A Rigid Nanoplatform for Precise and Responsive Treatment of Intracellular Multidrug-Resistant Bacteria

Antibiotic treatment failure against life-threatening bacterial pathogens is typically caused by the rapid emergence and dissemination of antibiotic resistance. The current lack of antibiotic discovery and development urgently calls for new strategies to combat multidrug-resistant (MDR) bacteria, especially those that survive in host cells. Functional nanoparticles are promising intracellular drug delivery systems whose advantages include their high biocompatibility and tunable surface modifications. Inspired by the fact that the rigidity of nanoparticles potentiates their cellular uptake, rigidity-functionalized nanoparticles (RFNs) coated with bacteria-responsive phospholipids were fabricated to boost endocytosis, resulting in the increased accumulation of intracellular antibiotics. Precise delivery and high antibacterial efficacy were demonstrated by the clearing of 99% of MDR bacteria in 4 h using methicillin-resistant Staphylococcus aureus (MRSA) and pathogenic Bacillus cereus as models.

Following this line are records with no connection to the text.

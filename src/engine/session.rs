//! One WAV render driven tick by tick

use super::driver::{EngineCore, TickReport};
use crate::player::{PlayerCursor, PlayerState};
use crate::render::{RenderProgress, RenderReport, RenderSpec, RenderTracker, WavRenderer};
use crate::Result;

pub(crate) struct RenderSession {
    renderer: WavRenderer,
    tracker: RenderTracker,
}

impl RenderSession {
    /// Restart the engine at `cursor` in render mode
    ///
    /// On error the renderer is dropped and its staging file removed.
    pub fn begin(core: &mut EngineCore, renderer: WavRenderer, spec: RenderSpec, cursor: PlayerCursor) -> Result<Self> {
        core.play(cursor, PlayerState::Rendering)?;
        let tracker = RenderTracker::new(spec, core.settings().sample_rate, core.frame_count(cursor.track));
        Ok(RenderSession { renderer, tracker })
    }

    pub fn is_done(&self) -> bool {
        self.tracker.is_done()
    }

    pub fn progress(&self) -> RenderProgress {
        self.tracker.progress()
    }

    /// Generate and write one tick; `buf` is scratch space
    pub fn step(&mut self, core: &mut EngineCore, buf: &mut Vec<i16>) -> Result<TickReport> {
        buf.clear();
        let in_song = self.tracker.in_song();
        let report = core.tick(buf);
        let block = self.tracker.next_block(buf.len());
        buf.truncate(block);
        self.renderer.write_block(buf)?;
        self.tracker
            .record(block, in_song.then_some(report.outcome), core.player().loops());

        if in_song && !self.tracker.in_song() {
            core.stop();
        }
        if report.stopped {
            self.tracker.finish_song();
        }
        Ok(report)
    }

    /// Persist the file
    pub fn finish(self) -> Result<RenderReport> {
        self.renderer.finalize()
    }

    /// Discard the file
    pub fn cancel(self) {
        self.renderer.cancel();
    }
}
//! Commands accepted by the engine thread

use crate::chip::ChipMask;
use crate::document::{Document, Note};
use crate::instrument::DpcmSample;
use crate::player::{NotePriority, PlayerCursor};
use crate::render::{RenderSpec, WavRenderer};
use std::fmt;
use std::sync::Arc;

/// Message to the engine thread; applied in submission order
pub(crate) enum Command {
    AssignDocument(Arc<dyn Document>),
    RemoveDocument,
    Play(PlayerCursor),
    Stop,
    Reset,
    StartRender {
        renderer: WavRenderer,
        spec: RenderSpec,
        cursor: PlayerCursor,
    },
    StopRender,
    PreviewSample {
        sample: Arc<DpcmSample>,
        offset: u8,
        pitch: u8,
    },
    CancelPreview,
    WriteApu(u16, u8),
    SetChip(ChipMask),
    LoadSettings,
    SilentAll,
    QueueNote {
        channel: usize,
        note: Note,
        priority: NotePriority,
    },
    MoveToFrame(usize),
    SetQueueFrame(Option<usize>),
    JumpTo {
        frame: usize,
        row: usize,
    },
    SkipTo(usize),
    SetHighlight((u32, u32)),
    ForceReloadInstruments,
    WaveChanged,
    Shutdown,
}

impl fmt::Debug for Command {
    fn fmt(&self, f: &mut fmt::Formatter<'_>) -> fmt::Result {
        match self {
            Command::AssignDocument(doc) => write!(f, "AssignDocument({} tracks)", doc.track_count()),
            Command::RemoveDocument => f.write_str("RemoveDocument"),
            Command::Play(cursor) => write!(f, "Play({cursor})"),
            Command::Stop => f.write_str("Stop"),
            Command::Reset => f.write_str("Reset"),
            Command::StartRender { renderer, spec, cursor } => write!(
                f,
                "StartRender({}, {:?}, {cursor})",
                renderer.target().display(),
                spec.length
            ),
            Command::StopRender => f.write_str("StopRender"),
            Command::PreviewSample { sample, offset, pitch } => {
                write!(f, "PreviewSample({}, {offset}, {pitch})", sample.name)
            }
            Command::CancelPreview => f.write_str("CancelPreview"),
            Command::WriteApu(addr, value) => write!(f, "WriteApu(${addr:04X}, ${value:02X})"),
            Command::SetChip(chips) => write!(f, "SetChip({chips:?})"),
            Command::LoadSettings => f.write_str("LoadSettings"),
            Command::SilentAll => f.write_str("SilentAll"),
            Command::QueueNote { channel, priority, .. } => {
                write!(f, "QueueNote({channel}, {priority:?})")
            }
            Command::MoveToFrame(frame) => write!(f, "MoveToFrame({frame})"),
            Command::SetQueueFrame(frame) => write!(f, "SetQueueFrame({frame:?})"),
            Command::JumpTo { frame, row } => write!(f, "JumpTo({frame}, {row})"),
            Command::SkipTo(row) => write!(f, "SkipTo({row})"),
            Command::SetHighlight(rows) => write!(f, "SetHighlight({rows:?})"),
            Command::ForceReloadInstruments => f.write_str("ForceReloadInstruments"),
            Command::WaveChanged => f.write_str("WaveChanged"),
            Command::Shutdown => f.write_str("Shutdown"),
        }
    }
}
//! Sunsoft 5B (YM2149-compatible PSG)
//!
//! Three square tone generators, a shared 17-bit LFSR noise source and a
//! 32-step hardware envelope, addressed through the register latch at $C000
//! and the data port at $E000. The chip's internal clock is the CPU clock
//! divided by 16; the noise generator runs at half that rate.

use super::SoundChip;

/// Logarithmic DAC levels for the 4-bit volume registers
pub const VOLUME_TABLE: [u16; 16] = [
    20, 53, 88, 125, 193, 258, 385, 525, 753, 1029, 1523, 2077, 3110, 4395, 7073, 10922,
];

/// Scale mapping [`VOLUME_TABLE`] entries to 0.0..1.0
const VOLUME_SCALE: f32 = 1.0 / 32767.0;

/// CPU cycles per internal PSG clock
const CLOCK_DIVIDER: u32 = 16;

/// Output weight of one channel at full volume relative to the 2A03
const S5B_LEVEL: f32 = 0.5;

/// Volume for a 4-bit amplitude (0..15)
#[inline]
pub fn get_volume(amplitude: u8) -> f32 {
    VOLUME_TABLE[(amplitude & 0x0F) as usize] as f32 * VOLUME_SCALE
}

/// Square tone generator with a 12-bit period
#[derive(Clone, Debug, Default)]
struct ToneGenerator {
    counter: u32,
    period: u32,
    high: bool,
}

impl ToneGenerator {
    #[inline]
    fn tick(&mut self) {
        self.counter += 1;
        if self.counter >= self.period.max(1) {
            self.high = !self.high;
            self.counter = 0;
        }
    }
}

/// 17-bit LFSR noise source with taps at bits 13 and 16
#[derive(Clone, Debug)]
struct NoiseGenerator {
    counter: u32,
    period: u32,
    lfsr: u32,
    high: bool,
    half_tick: bool,
}

impl Default for NoiseGenerator {
    fn default() -> Self {
        NoiseGenerator {
            counter: 0,
            period: 0,
            lfsr: 1,
            high: false,
            half_tick: false,
        }
    }
}

impl NoiseGenerator {
    #[inline]
    fn tick(&mut self) {
        self.half_tick = !self.half_tick;
        if !self.half_tick {
            return;
        }
        self.counter += 1;
        if self.counter >= self.period.max(1) {
            let lsb = self.lfsr & 1;
            self.lfsr >>= 1;
            if lsb != 0 {
                self.lfsr ^= 0x12000;
            }
            self.high = lsb != 0;
            self.counter = 0;
        }
    }
}

/// Hardware envelope: 32 steps per cycle, shape bits CONT/ATT/ALT/HOLD
#[derive(Clone, Debug, Default)]
struct EnvelopeGenerator {
    counter: u32,
    period: u32,
    shape: u8,
    step: u32,
    holding: bool,
}

impl EnvelopeGenerator {
    fn set_shape(&mut self, shape: u8) {
        self.shape = shape & 0x0F;
        self.step = 0;
        self.counter = 0;
        self.holding = false;
    }

    #[inline]
    fn tick(&mut self) {
        if self.holding {
            return;
        }
        self.counter += 1;
        if self.counter < self.period.max(1) {
            return;
        }
        self.counter = 0;
        self.step += 1;
        if self.step >= 32 {
            let cont = self.shape & 0x08 != 0;
            let hold = self.shape & 0x01 != 0;
            if !cont || hold {
                self.holding = true;
                self.step = 31;
            } else {
                self.step = 0;
                if self.shape & 0x02 != 0 {
                    // alternate: flip attack direction each cycle
                    self.shape ^= 0x04;
                }
            }
        }
    }

    /// Level 0..31
    fn level(&self) -> u8 {
        let attack = self.shape & 0x04 != 0;
        let step = self.step.min(31) as u8;
        if self.holding {
            let cont = self.shape & 0x08 != 0;
            if !cont {
                return 0;
            }
            // hold keeps the final level, flipped when ALT is also set
            let alt = self.shape & 0x02 != 0;
            let end_high = attack != alt;
            return if end_high { 31 } else { 0 };
        }
        if attack {
            step
        } else {
            31 - step
        }
    }
}

/// Sunsoft 5B sound section
#[derive(Debug, Clone, Default)]
pub struct Sunsoft5B {
    registers: [u8; 16],
    latch: u8,
    tones: [ToneGenerator; 3],
    noise: NoiseGenerator,
    envelope: EnvelopeGenerator,
    divider: u32,
}

impl Sunsoft5B {
    /// Silent chip
    pub fn new() -> Self {
        Sunsoft5B {
            // all tone and noise outputs disabled
            registers: {
                let mut r = [0u8; 16];
                r[7] = 0x3F;
                r
            },
            ..Default::default()
        }
    }

    fn write_register(&mut self, reg: usize, value: u8) {
        self.registers[reg] = value;
        match reg {
            0..=5 => {
                let ch = reg / 2;
                let period = self.registers[ch * 2] as u32
                    | ((self.registers[ch * 2 + 1] & 0x0F) as u32) << 8;
                self.tones[ch].period = period;
            }
            6 => self.noise.period = (value & 0x1F) as u32,
            11 | 12 => {
                self.envelope.period =
                    self.registers[11] as u32 | (self.registers[12] as u32) << 8;
            }
            13 => self.envelope.set_shape(value),
            _ => {}
        }
    }

    /// Amplitude of one channel (0.0..1.0)
    pub fn channel_level(&self, ch: usize) -> f32 {
        let mixer = self.registers[7];
        let tone_on = mixer & (1 << ch) == 0;
        let noise_on = mixer & (8 << ch) == 0;
        let gate = (!tone_on || self.tones[ch].high) && (!noise_on || self.noise.high);
        if !gate {
            return 0.0;
        }
        let vol = self.registers[8 + ch];
        if vol & 0x10 != 0 {
            get_volume(self.envelope.level() >> 1)
        } else {
            get_volume(vol & 0x0F)
        }
    }
}

impl SoundChip for Sunsoft5B {
    fn reset(&mut self) {
        *self = Sunsoft5B::new();
    }

    fn write(&mut self, addr: u16, data: u8) {
        match addr {
            0xC000 => self.latch = data & 0x0F,
            0xE000 => self.write_register(self.latch as usize, data),
            _ => {}
        }
    }

    fn clock(&mut self, cycles: u32) {
        self.divider += cycles;
        while self.divider >= CLOCK_DIVIDER {
            self.divider -= CLOCK_DIVIDER;
            for tone in &mut self.tones {
                tone.tick();
            }
            self.noise.tick();
            self.envelope.tick();
        }
    }

    fn output(&self) -> f32 {
        (0..3).map(|ch| self.channel_level(ch)).sum::<f32>() * S5B_LEVEL
    }
}

#[cfg(test)]
mod tests {
    use super::*;

    fn set(chip: &mut Sunsoft5B, reg: u8, value: u8) {
        chip.write(0xC000, reg);
        chip.write(0xE000, value);
    }

    #[test]
    fn test_volume_table_monotonic() {
        for i in 1..16 {
            assert!(VOLUME_TABLE[i] > VOLUME_TABLE[i - 1], "entry {i} not increasing");
        }
        assert!(get_volume(0) < 0.001);
        assert_eq!(get_volume(0x1F), get_volume(0x0F), "masked to four bits");
    }

    #[test]
    fn test_tone_toggles() {
        let mut chip = Sunsoft5B::new();
        set(&mut chip, 0, 0x10);
        set(&mut chip, 7, 0x3E); // tone A only
        set(&mut chip, 8, 0x0F);
        let mut seen = (false, false);
        for _ in 0..2000 {
            chip.clock(16);
            if chip.channel_level(0) > 0.0 {
                seen.0 = true;
            } else {
                seen.1 = true;
            }
        }
        assert!(seen.0 && seen.1, "square must reach both states");
    }

    #[test]
    fn test_disabled_mixer_outputs_constant_level() {
        let mut chip = Sunsoft5B::new();
        set(&mut chip, 8, 0x0F);
        chip.clock(1000);
        assert!((chip.channel_level(0) - get_volume(15)).abs() < f32::EPSILON);
    }

    #[test]
    fn test_envelope_decay_holds_at_zero() {
        let mut chip = Sunsoft5B::new();
        set(&mut chip, 11, 1);
        set(&mut chip, 13, 0x00);
        set(&mut chip, 8, 0x10);
        chip.clock(16 * 100);
        assert_eq!(chip.envelope.level(), 0);
    }
}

In addition, the subcellular distribution of the RFNs was modulated by altering the phospholipid composition on the surface, thereby adjusting the electrostatic effects and reprograming the intracellular behavior of the RFNs by causing them to accurately target lysosomes. Finally, the RFNs showed high efficacy against MRSA-associated infections in animal models of wound healing and bacteremia. These findings provide a controllable rigidity-regulated delivery platform with responsive properties for precisely reprograming the accumulation of cytosolic antibiotics, shedding light on precision antimicrobial therapeutics against intracellular bacterial pathogens in the future.